La dynamique du complexe PRC2 lors du développement est relativement plus simple puisque seules les sous-unités EZH1 et EZH2 sont interverties lors de la différenciation (SHEN et al. 2008). C’est plutôt l’association du PRC2 avec les protéines accessoires qui

permet un recrutement différentiel du PRC2 (GRIJZENHOUT et al. 2016; HAURI et al. 2016;

KLOET et al. 2016; OLIVIERO et al. 2016). JARID2 est en effet plus fortement exprimé dans

les cellules ES alors AEBP2 est plus présent dans les cellules différenciées.

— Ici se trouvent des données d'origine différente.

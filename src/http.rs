//! Transport primitives for the sign-in handshake.
//!
//! The module exposes [`HttpTransport`] as the relay's only dependency on an HTTP
//! stack, plus the request preparation and response classification shared by every
//! implementation. Preparation enforces the method/body policy (query data travels in
//! the URL, request data in the body) before any network I/O; classification converts
//! every non-2xx response into a [`TypedError`] so no raw transport failure crosses
//! into flow logic.

// std
use std::ops::Deref;
// self
use crate::_prelude::*;

/// Content type used for form-encoded request bodies.
pub const FORM_CONTENT_TYPE: &str = "application/x-www-form-urlencoded";
/// Content type used for structured (JSON) request bodies.
pub const JSON_CONTENT_TYPE: &str = "application/json";

/// HTTP methods supported by the relay transport.
#[derive(Clone, Copy, Debug, Default, PartialEq, Eq, Hash, Serialize, Deserialize)]
#[serde(rename_all = "UPPERCASE")]
pub enum HttpMethod {
	/// HTTP GET.
	#[default]
	Get,
	/// HTTP HEAD.
	Head,
	/// HTTP POST.
	Post,
	/// HTTP PUT.
	Put,
	/// HTTP PATCH.
	Patch,
	/// HTTP DELETE.
	Delete,
}
impl HttpMethod {
	/// Returns the canonical method token.
	pub const fn as_str(self) -> &'static str {
		match self {
			Self::Get => "GET",
			Self::Head => "HEAD",
			Self::Post => "POST",
			Self::Put => "PUT",
			Self::Patch => "PATCH",
			Self::Delete => "DELETE",
		}
	}

	/// Whether the method may carry a request body.
	///
	/// GET/HEAD calls must pre-encode their data into the URL instead.
	pub const fn allows_body(self) -> bool {
		!matches!(self, Self::Get | Self::Head)
	}
}
impl Display for HttpMethod {
	fn fmt(&self, f: &mut Formatter) -> FmtResult {
		f.write_str(self.as_str())
	}
}
impl FromStr for HttpMethod {
	type Err = TypedError;

	fn from_str(s: &str) -> Result<Self> {
		match s.to_ascii_uppercase().as_str() {
			"GET" => Ok(Self::Get),
			"HEAD" => Ok(Self::Head),
			"POST" => Ok(Self::Post),
			"PUT" => Ok(Self::Put),
			"PATCH" => Ok(Self::Patch),
			"DELETE" => Ok(Self::Delete),
			other => Err(TypedError::invalid_argument(format!("Unsupported HTTP method: {other}."))),
		}
	}
}

/// One outbound HTTP call as specified by a caller or a request descriptor.
#[derive(Clone, Debug)]
pub struct RequestConfig {
	/// HTTP method.
	pub method: HttpMethod,
	/// Fully resolved target URL.
	pub url: Url,
	/// Header map; keys are matched case-insensitively during preparation.
	pub headers: BTreeMap<String, String>,
	/// Optional structured request data.
	pub data: Option<JsonValue>,
	/// Per-request timeout; expiry abandons the call with `deadline-exceeded`.
	pub timeout: Option<StdDuration>,
}
impl RequestConfig {
	/// Creates a config with no headers, data, or timeout.
	pub fn new(method: HttpMethod, url: Url) -> Self {
		Self { method, url, headers: BTreeMap::new(), data: None, timeout: None }
	}

	/// Adds or replaces a header.
	pub fn with_header(mut self, name: impl Into<String>, value: impl Into<String>) -> Self {
		self.headers.insert(name.into(), value.into());

		self
	}

	/// Sets the structured request data.
	pub fn with_data(mut self, data: JsonValue) -> Self {
		self.data = Some(data);

		self
	}

	/// Sets the per-request timeout.
	pub fn with_timeout(mut self, timeout: StdDuration) -> Self {
		self.timeout = Some(timeout);

		self
	}

	fn content_type(&self) -> Option<&str> {
		self.headers
			.iter()
			.find(|(name, _)| name.eq_ignore_ascii_case("content-type"))
			.map(|(_, value)| value.as_str())
	}
}

/// A validated, encoded request ready for dispatch by an [`HttpTransport`].
#[derive(Clone, Debug)]
pub struct PreparedRequest {
	/// HTTP method.
	pub method: HttpMethod,
	/// Target URL.
	pub url: Url,
	/// Final header map, including the effective content type for body requests.
	pub headers: BTreeMap<String, String>,
	/// Encoded request body.
	pub body: Option<String>,
	/// Per-request timeout.
	pub timeout: Option<StdDuration>,
}

/// Raw response handed back by a transport before classification.
#[derive(Clone, Debug)]
pub struct RawReply {
	/// HTTP status code.
	pub status: u16,
	/// Declared content type, when present.
	pub content_type: Option<String>,
	/// Response body as text.
	pub text: String,
}

/// Classified 2xx response.
///
/// The body is exposed both as raw text and, when the content type indicates
/// structured data, as parsed JSON.
#[derive(Clone, Debug)]
pub struct HttpReply {
	/// HTTP status code (always in the 2xx band).
	pub status: u16,
	/// Raw body text.
	pub text: String,
	/// Parsed body, present when the content type declared JSON.
	pub data: Option<JsonValue>,
}

/// Boxed future returned by [`HttpTransport::dispatch`].
pub type TransportFuture<'a> = Pin<Box<dyn Future<Output = Result<RawReply>> + 'a + Send>>;

/// Abstraction over HTTP stacks capable of executing relay requests.
///
/// Implementations only perform raw I/O plus the timeout contract: a configured
/// timeout that expires must abandon the in-flight operation and reject with
/// `deadline-exceeded`, never with the underlying transport error. Network failures
/// map to `unavailable` with the cause chained as `reason`. Status-code
/// classification is shared and happens in [`send`].
pub trait HttpTransport
where
	Self: Send + Sync,
{
	/// Executes one prepared request.
	fn dispatch(&self, request: PreparedRequest) -> TransportFuture<'_>;
}

/// Validates, encodes, sends, and classifies one HTTP call.
pub async fn send(transport: &(impl HttpTransport + ?Sized), config: RequestConfig) -> Result<HttpReply> {
	let prepared = prepare(&config)?;
	let raw = transport.dispatch(prepared).await?;

	classify(raw)
}

/// Applies the method/body policy and encodes the request body.
///
/// GET/HEAD calls carrying structured data fail with `invalid-argument` before any
/// network I/O. For other methods a form-encoded content type serializes the data as
/// `key=value` pairs joined by `&`; anything else serializes as JSON.
pub fn prepare(config: &RequestConfig) -> Result<PreparedRequest> {
	let mut headers = config.headers.clone();
	let body = match &config.data {
		None => None,
		Some(data) => {
			if !config.method.allows_body() {
				return Err(TypedError::invalid_argument(format!(
					"{} requests cannot carry request data; encode it into the URL instead.",
					config.method
				)));
			}

			let content_type = config.content_type().unwrap_or(JSON_CONTENT_TYPE).to_owned();

			if !config.headers.keys().any(|name| name.eq_ignore_ascii_case("content-type")) {
				headers.insert("Content-Type".into(), content_type.clone());
			}

			if content_type.to_ascii_lowercase().starts_with(FORM_CONTENT_TYPE) {
				Some(encode_form_body(data)?)
			} else {
				Some(serde_json::to_string(data).map_err(|err| {
					TypedError::invalid_argument("Request data is not serializable.")
						.with_reason(err)
				})?)
			}
		},
	};

	Ok(PreparedRequest {
		method: config.method,
		url: config.url.clone(),
		headers,
		body,
		timeout: config.timeout,
	})
}

/// Classifies a raw response into a 2xx [`HttpReply`] or a [`TypedError`].
pub fn classify(raw: RawReply) -> Result<HttpReply> {
	if !(200..300).contains(&raw.status) {
		return Err(classify_failure(&raw));
	}

	let declared_json = raw
		.content_type
		.as_deref()
		.is_some_and(|value| value.to_ascii_lowercase().starts_with(JSON_CONTENT_TYPE));
	let data = if declared_json && !raw.text.is_empty() {
		let mut deserializer = serde_json::Deserializer::from_str(&raw.text);
		let value: JsonValue =
			serde_path_to_error::deserialize(&mut deserializer).map_err(|err| {
				TypedError::new(ErrorCode::Internal)
					.with_message("Response declared JSON but the body is malformed.")
					.with_reason(err)
			})?;

		Some(value)
	} else {
		None
	};

	Ok(HttpReply { status: raw.status, text: raw.text, data })
}

fn classify_failure(raw: &RawReply) -> TypedError {
	let (cloud_compliant, server_status, message) = parse_error_envelope(&raw.text);

	TypedError::from_http_response(raw.status, server_status.as_deref(), message)
		.with_body(raw.text.clone(), cloud_compliant)
}

/// Extracts status/message hints from an error body.
///
/// A body matching the `{error:{code,message,..}}` envelope is flagged cloud-compliant;
/// anything else is carried as an arbitrary error string. The flag records observed
/// shape only.
fn parse_error_envelope(text: &str) -> (bool, Option<String>, Option<String>) {
	if let Ok(JsonValue::Object(root)) = serde_json::from_str::<JsonValue>(text)
		&& let Some(JsonValue::Object(error)) = root.get("error")
		&& (error.contains_key("code") || error.contains_key("message"))
	{
		let status = error
			.get("status")
			.or_else(|| error.get("code"))
			.and_then(JsonValue::as_str)
			.map(ToOwned::to_owned);
		let message =
			error.get("message").and_then(JsonValue::as_str).map(ToOwned::to_owned);

		return (true, status, message);
	}

	let trimmed = text.trim();
	let message = if trimmed.is_empty() { None } else { Some(trimmed.to_owned()) };

	(false, None, message)
}

fn encode_form_body(data: &JsonValue) -> Result<String> {
	let JsonValue::Object(map) = data else {
		return Err(TypedError::invalid_argument(
			"Form-encoded request data must be a plain object.",
		));
	};
	let mut serializer = url::form_urlencoded::Serializer::new(String::new());

	for (key, value) in map {
		let text = match value {
			JsonValue::String(s) => s.clone(),
			other => other.to_string(),
		};

		serializer.append_pair(key, &text);
	}

	Ok(serializer.finish())
}

/// Thin wrapper around [`ReqwestClient`] implementing [`HttpTransport`].
///
/// Relay calls never follow redirects themselves; the handshake's redirects are
/// performed by the hosting page, so configure any custom [`ReqwestClient`]
/// accordingly.
#[cfg(feature = "reqwest")]
#[derive(Clone, Default)]
pub struct ReqwestTransport(pub ReqwestClient);
#[cfg(feature = "reqwest")]
impl ReqwestTransport {
	/// Wraps an existing reqwest [`ReqwestClient`].
	pub fn with_client(client: ReqwestClient) -> Self {
		Self(client)
	}
}
#[cfg(feature = "reqwest")]
impl AsRef<ReqwestClient> for ReqwestTransport {
	fn as_ref(&self) -> &ReqwestClient {
		&self.0
	}
}
#[cfg(feature = "reqwest")]
impl Deref for ReqwestTransport {
	type Target = ReqwestClient;

	fn deref(&self) -> &Self::Target {
		&self.0
	}
}
#[cfg(feature = "reqwest")]
impl HttpTransport for ReqwestTransport {
	fn dispatch(&self, request: PreparedRequest) -> TransportFuture<'_> {
		let client = self.0.clone();

		Box::pin(async move {
			let method = reqwest::Method::from_bytes(request.method.as_str().as_bytes())
				.map_err(|err| {
					TypedError::invalid_argument("Unsupported HTTP method.").with_reason(err)
				})?;
			let mut builder = client.request(method, request.url.clone());

			for (name, value) in &request.headers {
				builder = builder.header(name, value);
			}
			if let Some(body) = request.body {
				builder = builder.body(body);
			}
			if let Some(timeout) = request.timeout {
				builder = builder.timeout(timeout);
			}

			let response = builder.send().await.map_err(map_reqwest_error)?;
			let status = response.status().as_u16();
			let content_type = response
				.headers()
				.get(reqwest::header::CONTENT_TYPE)
				.and_then(|value| value.to_str().ok())
				.map(ToOwned::to_owned);
			let text = response.text().await.map_err(map_reqwest_error)?;

			Ok(RawReply { status, content_type, text })
		})
	}
}

#[cfg(feature = "reqwest")]
fn map_reqwest_error(err: ReqwestError) -> TypedError {
	if err.is_timeout() {
		TypedError::new(ErrorCode::DeadlineExceeded).with_reason(err)
	} else {
		TypedError::new(ErrorCode::Unavailable)
			.with_message("Network error occurred while calling the backend.")
			.with_reason(err)
	}
}

#[cfg(test)]
mod tests {
	// self
	use super::*;

	fn url(value: &str) -> Url {
		Url::parse(value).expect("Failed to parse test URL.")
	}

	#[test]
	fn get_with_data_is_rejected_before_any_network_call() {
		let config = RequestConfig::new(HttpMethod::Get, url("https://example.com/config"))
			.with_data(serde_json::json!("not-an-object"));
		let err = prepare(&config).expect_err("GET with data should be rejected.");

		assert_eq!(err.code, ErrorCode::InvalidArgument);

		let head = RequestConfig::new(HttpMethod::Head, url("https://example.com/config"))
			.with_data(serde_json::json!({"k": "v"}));

		assert!(prepare(&head).is_err());
	}

	#[test]
	fn post_encodes_form_bodies_as_pairs() {
		let config = RequestConfig::new(HttpMethod::Post, url("https://example.com/token"))
			.with_header("Content-Type", FORM_CONTENT_TYPE)
			.with_data(serde_json::json!({"grant_type": "refresh_token", "n": 7}));
		let prepared = prepare(&config).expect("Form POST should prepare successfully.");
		let body = prepared.body.expect("Form POST should carry a body.");

		assert_eq!(body, "grant_type=refresh_token&n=7");
	}

	#[test]
	fn post_defaults_to_json_bodies() {
		let config = RequestConfig::new(HttpMethod::Post, url("https://example.com/admin"))
			.with_data(serde_json::json!({"a": 1}));
		let prepared = prepare(&config).expect("JSON POST should prepare successfully.");

		assert_eq!(prepared.body.as_deref(), Some("{\"a\":1}"));
		assert_eq!(prepared.headers.get("Content-Type").map(String::as_str), Some(JSON_CONTENT_TYPE));
	}

	#[test]
	fn form_bodies_require_plain_objects() {
		let config = RequestConfig::new(HttpMethod::Post, url("https://example.com/token"))
			.with_header("content-type", FORM_CONTENT_TYPE)
			.with_data(serde_json::json!(["a", "b"]));

		assert!(prepare(&config).is_err());
	}

	#[test]
	fn success_replies_expose_text_and_parsed_data() {
		let raw = RawReply {
			status: 200,
			content_type: Some("application/json; charset=utf-8".into()),
			text: "{\"projectId\":\"demo\"}".into(),
		};
		let reply = classify(raw).expect("2xx JSON reply should classify successfully.");

		assert_eq!(reply.text, "{\"projectId\":\"demo\"}");
		assert_eq!(reply.data.expect("JSON body should be parsed.")["projectId"], "demo");

		let plain = RawReply { status: 204, content_type: None, text: String::new() };
		let reply = classify(plain).expect("2xx empty reply should classify successfully.");

		assert!(reply.data.is_none());
	}

	#[test]
	fn cloud_compliant_failures_carry_the_envelope_status() {
		let raw = RawReply {
			status: 400,
			content_type: Some(JSON_CONTENT_TYPE.into()),
			text: "{\"error\":{\"code\":401,\"status\":\"UNAUTHENTICATED\",\"message\":\"Bad token.\"}}"
				.into(),
		};
		let err = classify(raw).expect_err("Non-2xx reply should classify as an error.");

		assert_eq!(err.code, ErrorCode::Unauthenticated);
		assert_eq!(err.message, "Bad token.");
		assert_eq!(err.http_status, Some(400));
		assert_eq!(err.cloud_compliant, Some(true));
	}

	#[test]
	fn arbitrary_failure_bodies_are_flagged_non_compliant() {
		let raw =
			RawReply { status: 503, content_type: None, text: "upstream exploded".into() };
		let err = classify(raw).expect_err("Non-2xx reply should classify as an error.");

		assert_eq!(err.code, ErrorCode::Unavailable);
		assert_eq!(err.message, "upstream exploded");
		assert_eq!(err.cloud_compliant, Some(false));
		assert_eq!(err.body.as_deref(), Some("upstream exploded"));
	}
}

Figure 20 : Rôle des protéines du PcG lors de la différentiation cellulaire

La figure illustre le rôle des complexes du PcG dans la spéciation cellulaire. Les cellules souches ont la capacité de se différencier en tous les types cellulaires formant un organisme (simplifié ici par les types cellulaires A et B). Avant la différentiation, les gènes impliqués dans le maintien de la pluripotence sont activés alors que ceux spécifiques de lignées développementales sont inactifs. Durant la différentiation, les complexes du PcG sont expulsés d’un set de gènes propre à une lignée développementale. Illustration de (DI CROCE and HELIN 2013).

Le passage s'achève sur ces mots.